• What is being asked
Check the lines of the listing below for the word "writing", and state only how many have it.

· · · ·

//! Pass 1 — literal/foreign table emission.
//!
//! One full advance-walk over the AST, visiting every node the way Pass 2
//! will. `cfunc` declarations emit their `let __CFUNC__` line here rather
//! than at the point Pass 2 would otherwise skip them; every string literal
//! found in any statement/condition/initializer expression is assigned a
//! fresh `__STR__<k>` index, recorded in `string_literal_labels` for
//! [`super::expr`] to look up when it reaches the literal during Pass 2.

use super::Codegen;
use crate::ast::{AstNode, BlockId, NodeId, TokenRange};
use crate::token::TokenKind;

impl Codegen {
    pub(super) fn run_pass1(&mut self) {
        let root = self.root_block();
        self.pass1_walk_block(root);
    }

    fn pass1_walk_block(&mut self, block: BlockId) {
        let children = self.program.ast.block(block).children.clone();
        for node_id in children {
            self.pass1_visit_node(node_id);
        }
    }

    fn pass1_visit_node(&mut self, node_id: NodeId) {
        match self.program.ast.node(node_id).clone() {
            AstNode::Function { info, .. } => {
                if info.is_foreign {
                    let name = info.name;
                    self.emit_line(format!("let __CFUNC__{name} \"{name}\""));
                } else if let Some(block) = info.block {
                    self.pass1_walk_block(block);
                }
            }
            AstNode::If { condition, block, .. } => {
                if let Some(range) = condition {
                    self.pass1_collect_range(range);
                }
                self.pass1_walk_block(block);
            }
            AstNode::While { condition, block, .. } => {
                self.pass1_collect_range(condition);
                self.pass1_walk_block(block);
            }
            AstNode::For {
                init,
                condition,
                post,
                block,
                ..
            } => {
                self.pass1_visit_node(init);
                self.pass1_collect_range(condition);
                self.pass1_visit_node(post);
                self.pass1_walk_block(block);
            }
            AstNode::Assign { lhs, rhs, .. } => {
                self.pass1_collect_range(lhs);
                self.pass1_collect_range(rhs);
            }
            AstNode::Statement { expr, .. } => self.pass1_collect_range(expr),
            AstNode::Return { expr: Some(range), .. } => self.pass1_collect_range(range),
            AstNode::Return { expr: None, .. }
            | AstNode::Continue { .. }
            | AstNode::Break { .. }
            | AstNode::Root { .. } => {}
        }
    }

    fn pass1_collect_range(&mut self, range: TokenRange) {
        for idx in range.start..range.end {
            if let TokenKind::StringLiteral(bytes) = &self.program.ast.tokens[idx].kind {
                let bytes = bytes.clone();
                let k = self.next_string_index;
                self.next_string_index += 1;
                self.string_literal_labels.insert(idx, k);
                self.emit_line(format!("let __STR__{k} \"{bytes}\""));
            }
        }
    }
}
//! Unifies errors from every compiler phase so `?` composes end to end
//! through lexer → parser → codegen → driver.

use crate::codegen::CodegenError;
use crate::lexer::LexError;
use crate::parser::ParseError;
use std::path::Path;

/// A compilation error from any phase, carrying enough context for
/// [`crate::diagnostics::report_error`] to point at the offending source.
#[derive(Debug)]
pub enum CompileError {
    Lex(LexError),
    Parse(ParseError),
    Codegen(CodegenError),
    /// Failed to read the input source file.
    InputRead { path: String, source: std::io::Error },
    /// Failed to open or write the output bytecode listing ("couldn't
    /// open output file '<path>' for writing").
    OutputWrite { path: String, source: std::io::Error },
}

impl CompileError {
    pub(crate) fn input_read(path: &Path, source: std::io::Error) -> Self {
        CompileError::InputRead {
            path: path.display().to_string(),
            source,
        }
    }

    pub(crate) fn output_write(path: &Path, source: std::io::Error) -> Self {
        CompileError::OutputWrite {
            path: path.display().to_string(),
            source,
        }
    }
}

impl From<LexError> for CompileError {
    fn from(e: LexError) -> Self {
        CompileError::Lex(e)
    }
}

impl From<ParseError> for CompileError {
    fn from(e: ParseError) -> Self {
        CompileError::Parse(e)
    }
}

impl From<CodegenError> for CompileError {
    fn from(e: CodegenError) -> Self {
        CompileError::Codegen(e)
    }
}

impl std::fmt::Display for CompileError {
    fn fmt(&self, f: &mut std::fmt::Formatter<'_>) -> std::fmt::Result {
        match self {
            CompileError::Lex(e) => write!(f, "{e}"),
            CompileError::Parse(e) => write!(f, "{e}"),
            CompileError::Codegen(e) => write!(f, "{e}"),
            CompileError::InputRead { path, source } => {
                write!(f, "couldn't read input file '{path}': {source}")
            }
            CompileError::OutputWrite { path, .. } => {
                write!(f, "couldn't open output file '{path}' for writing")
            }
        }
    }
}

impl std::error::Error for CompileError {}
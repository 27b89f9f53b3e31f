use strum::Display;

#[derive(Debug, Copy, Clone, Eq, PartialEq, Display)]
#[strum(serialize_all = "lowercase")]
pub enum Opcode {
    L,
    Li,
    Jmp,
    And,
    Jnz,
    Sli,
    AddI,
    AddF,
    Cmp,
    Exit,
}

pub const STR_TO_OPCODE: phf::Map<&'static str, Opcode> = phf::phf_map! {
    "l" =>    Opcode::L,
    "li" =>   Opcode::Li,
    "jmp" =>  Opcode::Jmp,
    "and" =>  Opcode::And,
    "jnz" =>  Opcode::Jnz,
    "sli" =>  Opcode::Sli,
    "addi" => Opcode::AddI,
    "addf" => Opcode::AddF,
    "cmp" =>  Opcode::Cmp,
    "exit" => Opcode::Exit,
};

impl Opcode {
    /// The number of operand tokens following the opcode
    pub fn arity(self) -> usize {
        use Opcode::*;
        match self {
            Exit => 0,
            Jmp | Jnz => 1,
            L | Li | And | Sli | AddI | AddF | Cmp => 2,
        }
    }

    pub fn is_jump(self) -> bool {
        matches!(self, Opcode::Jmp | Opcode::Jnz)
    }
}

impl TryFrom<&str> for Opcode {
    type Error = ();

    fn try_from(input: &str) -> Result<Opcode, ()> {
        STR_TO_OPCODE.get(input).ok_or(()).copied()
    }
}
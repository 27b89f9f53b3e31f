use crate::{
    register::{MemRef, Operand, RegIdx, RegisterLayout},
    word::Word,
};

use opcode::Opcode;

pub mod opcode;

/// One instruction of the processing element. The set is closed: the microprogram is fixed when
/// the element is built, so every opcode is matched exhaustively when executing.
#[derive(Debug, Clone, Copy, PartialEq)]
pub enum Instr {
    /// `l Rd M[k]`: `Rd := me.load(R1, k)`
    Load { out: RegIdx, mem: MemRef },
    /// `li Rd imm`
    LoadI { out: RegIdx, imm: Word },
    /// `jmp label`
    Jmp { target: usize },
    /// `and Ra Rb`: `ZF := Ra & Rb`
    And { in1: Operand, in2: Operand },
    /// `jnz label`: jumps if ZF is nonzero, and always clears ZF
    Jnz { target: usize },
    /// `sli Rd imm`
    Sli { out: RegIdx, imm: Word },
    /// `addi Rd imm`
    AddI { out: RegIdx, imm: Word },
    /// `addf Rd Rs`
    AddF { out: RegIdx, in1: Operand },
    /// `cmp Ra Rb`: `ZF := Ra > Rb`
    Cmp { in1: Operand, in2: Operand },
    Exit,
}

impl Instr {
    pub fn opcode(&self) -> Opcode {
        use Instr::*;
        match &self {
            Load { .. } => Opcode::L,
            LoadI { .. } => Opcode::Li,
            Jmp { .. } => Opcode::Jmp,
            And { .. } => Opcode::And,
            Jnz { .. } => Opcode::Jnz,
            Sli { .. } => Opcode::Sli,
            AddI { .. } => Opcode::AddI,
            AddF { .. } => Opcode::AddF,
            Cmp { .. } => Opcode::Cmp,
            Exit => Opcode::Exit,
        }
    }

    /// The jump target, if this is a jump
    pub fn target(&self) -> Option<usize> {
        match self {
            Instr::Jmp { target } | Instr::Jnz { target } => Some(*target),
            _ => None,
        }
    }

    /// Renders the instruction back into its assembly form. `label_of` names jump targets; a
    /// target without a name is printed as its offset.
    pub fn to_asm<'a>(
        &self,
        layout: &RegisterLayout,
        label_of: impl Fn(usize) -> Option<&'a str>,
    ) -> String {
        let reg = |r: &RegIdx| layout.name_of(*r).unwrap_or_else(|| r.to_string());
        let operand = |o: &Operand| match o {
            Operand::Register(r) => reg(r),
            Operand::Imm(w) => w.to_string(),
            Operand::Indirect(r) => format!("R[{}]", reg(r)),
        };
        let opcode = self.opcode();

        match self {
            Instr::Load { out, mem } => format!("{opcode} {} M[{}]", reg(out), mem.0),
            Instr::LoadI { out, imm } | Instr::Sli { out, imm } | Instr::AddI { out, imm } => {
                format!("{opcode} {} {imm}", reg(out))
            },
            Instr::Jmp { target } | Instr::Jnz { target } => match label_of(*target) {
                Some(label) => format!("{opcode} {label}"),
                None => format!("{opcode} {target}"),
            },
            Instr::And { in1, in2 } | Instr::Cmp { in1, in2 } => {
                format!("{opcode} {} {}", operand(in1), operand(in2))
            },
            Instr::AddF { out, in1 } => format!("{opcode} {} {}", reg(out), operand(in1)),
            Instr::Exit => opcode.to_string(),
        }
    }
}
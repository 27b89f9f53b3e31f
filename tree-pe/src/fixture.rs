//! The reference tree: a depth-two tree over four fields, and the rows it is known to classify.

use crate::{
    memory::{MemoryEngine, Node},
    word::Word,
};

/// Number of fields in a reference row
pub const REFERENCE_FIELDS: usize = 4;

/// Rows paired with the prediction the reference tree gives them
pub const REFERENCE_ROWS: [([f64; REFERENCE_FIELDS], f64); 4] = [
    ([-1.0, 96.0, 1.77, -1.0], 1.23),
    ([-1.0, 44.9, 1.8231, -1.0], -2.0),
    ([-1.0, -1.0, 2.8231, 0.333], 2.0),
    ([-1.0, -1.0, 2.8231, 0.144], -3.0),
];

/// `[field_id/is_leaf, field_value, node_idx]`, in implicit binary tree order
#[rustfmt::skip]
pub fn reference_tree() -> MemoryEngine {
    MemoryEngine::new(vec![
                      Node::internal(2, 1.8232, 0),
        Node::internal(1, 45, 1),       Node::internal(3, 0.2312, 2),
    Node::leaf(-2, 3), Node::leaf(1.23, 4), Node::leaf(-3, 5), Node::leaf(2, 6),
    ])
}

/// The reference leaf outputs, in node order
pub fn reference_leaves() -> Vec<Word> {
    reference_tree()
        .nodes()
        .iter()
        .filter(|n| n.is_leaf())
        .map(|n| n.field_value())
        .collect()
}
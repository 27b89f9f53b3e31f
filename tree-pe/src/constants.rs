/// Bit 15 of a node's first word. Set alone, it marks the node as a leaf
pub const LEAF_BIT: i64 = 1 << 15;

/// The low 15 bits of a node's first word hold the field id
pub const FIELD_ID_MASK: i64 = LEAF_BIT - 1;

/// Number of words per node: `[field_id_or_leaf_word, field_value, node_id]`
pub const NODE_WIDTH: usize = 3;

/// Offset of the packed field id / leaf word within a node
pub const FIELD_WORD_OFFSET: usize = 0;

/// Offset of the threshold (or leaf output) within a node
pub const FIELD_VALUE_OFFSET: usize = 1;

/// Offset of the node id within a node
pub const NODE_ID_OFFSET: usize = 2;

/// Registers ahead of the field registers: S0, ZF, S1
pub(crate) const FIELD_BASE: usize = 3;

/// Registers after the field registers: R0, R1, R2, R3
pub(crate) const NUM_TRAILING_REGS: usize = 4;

· · · ·

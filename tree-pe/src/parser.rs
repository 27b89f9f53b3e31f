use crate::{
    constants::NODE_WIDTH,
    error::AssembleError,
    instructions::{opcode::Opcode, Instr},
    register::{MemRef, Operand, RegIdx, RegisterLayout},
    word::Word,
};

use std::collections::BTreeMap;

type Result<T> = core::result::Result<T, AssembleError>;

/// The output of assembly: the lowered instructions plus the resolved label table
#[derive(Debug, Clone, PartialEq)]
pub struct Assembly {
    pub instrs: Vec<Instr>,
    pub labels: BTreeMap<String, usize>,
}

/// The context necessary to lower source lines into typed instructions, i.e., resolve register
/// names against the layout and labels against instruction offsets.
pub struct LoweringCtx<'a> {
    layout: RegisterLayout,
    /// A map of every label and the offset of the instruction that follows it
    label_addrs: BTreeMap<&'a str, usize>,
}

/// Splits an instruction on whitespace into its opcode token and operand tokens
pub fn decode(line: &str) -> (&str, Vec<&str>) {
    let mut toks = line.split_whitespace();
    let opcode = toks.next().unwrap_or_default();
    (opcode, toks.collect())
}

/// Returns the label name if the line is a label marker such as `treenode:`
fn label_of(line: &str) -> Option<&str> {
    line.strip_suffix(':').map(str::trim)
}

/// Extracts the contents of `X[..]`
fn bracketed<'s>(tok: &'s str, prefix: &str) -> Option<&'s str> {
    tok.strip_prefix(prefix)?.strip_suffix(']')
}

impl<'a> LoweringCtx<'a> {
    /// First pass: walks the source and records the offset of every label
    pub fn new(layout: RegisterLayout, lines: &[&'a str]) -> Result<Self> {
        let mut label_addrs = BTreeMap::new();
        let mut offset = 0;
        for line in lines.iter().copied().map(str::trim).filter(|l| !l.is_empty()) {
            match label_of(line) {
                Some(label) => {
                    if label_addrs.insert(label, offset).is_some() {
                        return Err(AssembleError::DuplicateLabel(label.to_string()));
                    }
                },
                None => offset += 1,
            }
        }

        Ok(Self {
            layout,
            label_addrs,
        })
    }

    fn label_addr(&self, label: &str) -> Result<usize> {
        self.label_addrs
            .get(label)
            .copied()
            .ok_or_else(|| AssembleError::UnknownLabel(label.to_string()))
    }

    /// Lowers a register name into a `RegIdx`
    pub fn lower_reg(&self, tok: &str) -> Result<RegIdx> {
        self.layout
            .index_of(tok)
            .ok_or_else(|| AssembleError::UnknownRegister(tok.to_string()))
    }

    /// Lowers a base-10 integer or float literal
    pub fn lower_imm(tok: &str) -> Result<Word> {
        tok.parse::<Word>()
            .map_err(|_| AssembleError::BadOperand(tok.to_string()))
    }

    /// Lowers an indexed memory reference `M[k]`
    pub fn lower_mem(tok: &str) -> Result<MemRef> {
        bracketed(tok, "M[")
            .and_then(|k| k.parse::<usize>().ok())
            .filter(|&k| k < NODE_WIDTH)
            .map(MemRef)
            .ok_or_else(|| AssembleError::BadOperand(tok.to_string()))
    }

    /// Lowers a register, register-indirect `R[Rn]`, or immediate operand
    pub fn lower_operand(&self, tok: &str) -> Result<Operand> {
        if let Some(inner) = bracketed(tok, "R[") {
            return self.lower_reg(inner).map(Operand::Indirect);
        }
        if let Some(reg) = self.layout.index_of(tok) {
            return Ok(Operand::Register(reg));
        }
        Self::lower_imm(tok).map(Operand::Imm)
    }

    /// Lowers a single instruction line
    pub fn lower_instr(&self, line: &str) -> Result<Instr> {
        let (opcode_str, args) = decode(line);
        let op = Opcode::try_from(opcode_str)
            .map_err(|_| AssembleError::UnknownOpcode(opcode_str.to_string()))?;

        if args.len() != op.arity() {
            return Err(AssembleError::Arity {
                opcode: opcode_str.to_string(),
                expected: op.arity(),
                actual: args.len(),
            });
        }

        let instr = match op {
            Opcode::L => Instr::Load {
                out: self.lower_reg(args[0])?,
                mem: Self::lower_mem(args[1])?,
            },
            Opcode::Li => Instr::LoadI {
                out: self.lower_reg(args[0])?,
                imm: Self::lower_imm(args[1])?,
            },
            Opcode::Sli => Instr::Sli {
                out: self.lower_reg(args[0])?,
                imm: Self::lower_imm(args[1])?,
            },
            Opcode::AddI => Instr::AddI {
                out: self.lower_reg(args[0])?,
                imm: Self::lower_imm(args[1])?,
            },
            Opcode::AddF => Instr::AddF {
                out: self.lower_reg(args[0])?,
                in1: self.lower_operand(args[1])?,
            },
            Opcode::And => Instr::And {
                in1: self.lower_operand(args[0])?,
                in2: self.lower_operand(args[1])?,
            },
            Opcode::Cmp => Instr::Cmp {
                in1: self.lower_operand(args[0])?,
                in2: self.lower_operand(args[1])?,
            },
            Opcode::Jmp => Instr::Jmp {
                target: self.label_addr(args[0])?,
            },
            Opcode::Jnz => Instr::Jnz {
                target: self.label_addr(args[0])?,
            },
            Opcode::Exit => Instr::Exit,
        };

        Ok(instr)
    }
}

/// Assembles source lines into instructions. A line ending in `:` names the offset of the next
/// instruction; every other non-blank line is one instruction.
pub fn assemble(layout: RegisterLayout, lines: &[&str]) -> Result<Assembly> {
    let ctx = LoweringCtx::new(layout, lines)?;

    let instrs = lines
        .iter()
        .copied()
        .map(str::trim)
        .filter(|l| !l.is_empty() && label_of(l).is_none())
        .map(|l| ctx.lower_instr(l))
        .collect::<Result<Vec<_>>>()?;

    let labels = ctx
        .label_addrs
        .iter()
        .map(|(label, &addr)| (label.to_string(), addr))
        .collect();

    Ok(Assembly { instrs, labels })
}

· · · ·

• Task result
2